### WHAT TO WORK ON
Only an exact copy of every record counts as an answer.

(Stored data)
::::::::

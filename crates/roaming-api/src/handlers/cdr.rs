//! CDR handlers: generation, per-subscriber listing and CSV reports

use crate::dto::{
    ApiResponse, CdrRangeParams, CdrResponse, GenerationResponse, ReportParams, ReportResponse,
};
use crate::state::AppState;
use actix_web::{
    web::{self, Data, Json, Path, Query},
    Result,
};
use roaming_core::AppError;
use roaming_services::parse_range;
use tracing::{info, instrument, warn};
use validator::Validate;

/// Generate a call history for the subscriber directory
///
/// Returns 409 while another run is in progress.
///
/// ```text
/// POST /api/v1/cdr/generate
/// ```
#[instrument(skip(state))]
pub async fn generate(state: Data<AppState>) -> Result<Json<ApiResponse<GenerationResponse>>> {
    let stats = state.generator.run_generation().await?;

    info!("Generated {} CDRs on request", stats.records);

    Ok(Json(ApiResponse::with_message(
        GenerationResponse::from(stats),
        "CDR generation completed",
    )))
}

/// Calls a subscriber took part in during an inclusive period
///
/// ```text
/// GET /api/v1/cdr/79991112233?startDate=2025-02-01T00:00:00&endDate=2025-02-28T23:59:59
/// ```
#[instrument(skip(state, query))]
pub async fn list_for_subscriber(
    path: Path<String>,
    query: Query<CdrRangeParams>,
    state: Data<AppState>,
) -> Result<Json<ApiResponse<Vec<CdrResponse>>>> {
    query.validate().map_err(|e| {
        warn!("Invalid query parameters: {}", e);
        AppError::Validation(e.to_string())
    })?;

    let msisdn = path.into_inner();
    let window = parse_range(&query.start_date, &query.end_date)?;

    let cdrs = state
        .reports
        .find_for_subscriber(&msisdn, window.start, window.end)
        .await?;

    info!("Retrieved {} CDRs for {}", cdrs.len(), msisdn);

    Ok(Json(ApiResponse::success(
        cdrs.into_iter().map(CdrResponse::from).collect(),
    )))
}

/// Export a subscriber's calls for an inclusive period to a CSV file
///
/// ```text
/// POST /api/v1/cdr/generate-report?msisdn=79991112233&startDate=2025-02-01T00:00:00&endDate=2025-02-28T23:59:59
/// ```
#[instrument(skip(state, query))]
pub async fn generate_report(
    query: Query<ReportParams>,
    state: Data<AppState>,
) -> Result<Json<ApiResponse<ReportResponse>>> {
    query.validate().map_err(|e| {
        warn!("Invalid query parameters: {}", e);
        AppError::Validation(e.to_string())
    })?;

    let report = state
        .reports
        .generate_report(&query.msisdn, &query.start_date, &query.end_date)
        .await?;

    let message = format!("Report created. UUID: {}", report.id);
    Ok(Json(ApiResponse::with_message(
        ReportResponse::from(report),
        message,
    )))
}

/// Configure CDR routes
pub fn configure(cfg: &mut web::ServiceConfig) {
    cfg.service(
        web::scope("/cdr")
            .route("/generate", web::post().to(generate))
            .route("/generate-report", web::post().to(generate_report))
            .route("/{msisdn}", web::get().to(list_for_subscriber)),
    );
}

::::::::

### SOLVED PROBLEM
filename crates/roaming-api/src/handlers/cdr.rs
//! CDR handlers: generation, per-subscriber listing and CSV reports

use crate::dto::{
    ApiResponse, CdrRangeParams, CdrResponse, GenerationResponse, ReportParams, ReportResponse,
};
use crate::state::AppState;
use actix_web::{
    web::{self, Data, Json, Path, Query},
    Result,
};
use roaming_core::AppError;
use roaming_services::parse_range;
use tracing::{info, instrument, warn};
use validator::Validate;

/// Generate a call history for the subscriber directory
///
/// Returns 409 while another run is in progress.
///
/// ```text
/// POST /api/v1/cdr/generate
/// ```
#[instrument(skip(state))]
pub async fn generate(state: Data<AppState>) -> Result<Json<ApiResponse<GenerationResponse>>> {
    let stats = state.generator.run_generation().await?;

    info!("Generated {} CDRs on request", stats.records);

    Ok(Json(ApiResponse::with_message(
        GenerationResponse::from(stats),
        "CDR generation completed",
    )))
}

/// Calls a subscriber took part in during an inclusive period
///
/// ```text
/// GET /api/v1/cdr/79991112233?startDate=2025-02-01T00:00:00&endDate=2025-02-28T23:59:59
/// ```
#[instrument(skip(state, query))]
pub async fn list_for_subscriber(
    path: Path<String>,
    query: Query<CdrRangeParams>,
    state: Data<AppState>,
) -> Result<Json<ApiResponse<Vec<CdrResponse>>>> {
    query.validate().map_err(|e| {
        warn!("Invalid query parameters: {}", e);
        AppError::Validation(e.to_string())
    })?;

    let msisdn = path.into_inner();
    let window = parse_range(&query.start_date, &query.end_date)?;

    let cdrs = state
        .reports
        .find_for_subscriber(&msisdn, window.start, window.end)
        .await?;

    info!("Retrieved {} CDRs for {}", cdrs.len(), msisdn);

    Ok(Json(ApiResponse::success(
        cdrs.into_iter().map(CdrResponse::from).collect(),
    )))
}

/// Export a subscriber's calls for an inclusive period to a CSV file
///
/// ```text
/// POST /api/v1/cdr/generate-report?msisdn=79991112233&startDate=2025-02-01T00:00:00&endDate=2025-02-28T23:59:59
/// ```
#[instrument(skip(state, query))]
pub async fn generate_report(
    query: Query<ReportParams>,
    state: Data<AppState>,
) -> Result<Json<ApiResponse<ReportResponse>>> {
    query.validate().map_err(|e| {
        warn!("Invalid query parameters: {}", e);
        AppError::Validation(e.to_string())
    })?;

    let report = state
        .reports
        .generate_report(&query.msisdn, &query.start_date, &query.end_date)
        .await?;

    let message = format!("Report created. UUID: {}", report.id);
    Ok(Json(ApiResponse::with_message(
        ReportResponse::from(report),
        message,
    )))
}

/// Configure CDR routes
pub fn configure(cfg: &mut web::ServiceConfig) {
    cfg.service(
        web::scope("/cdr")
            .route("/generate", web::post().to(generate))
            .route("/generate-report", web::post().to(generate_report))
            .route("/{msisdn}", web::get().to(list_for_subscriber)),
    );
}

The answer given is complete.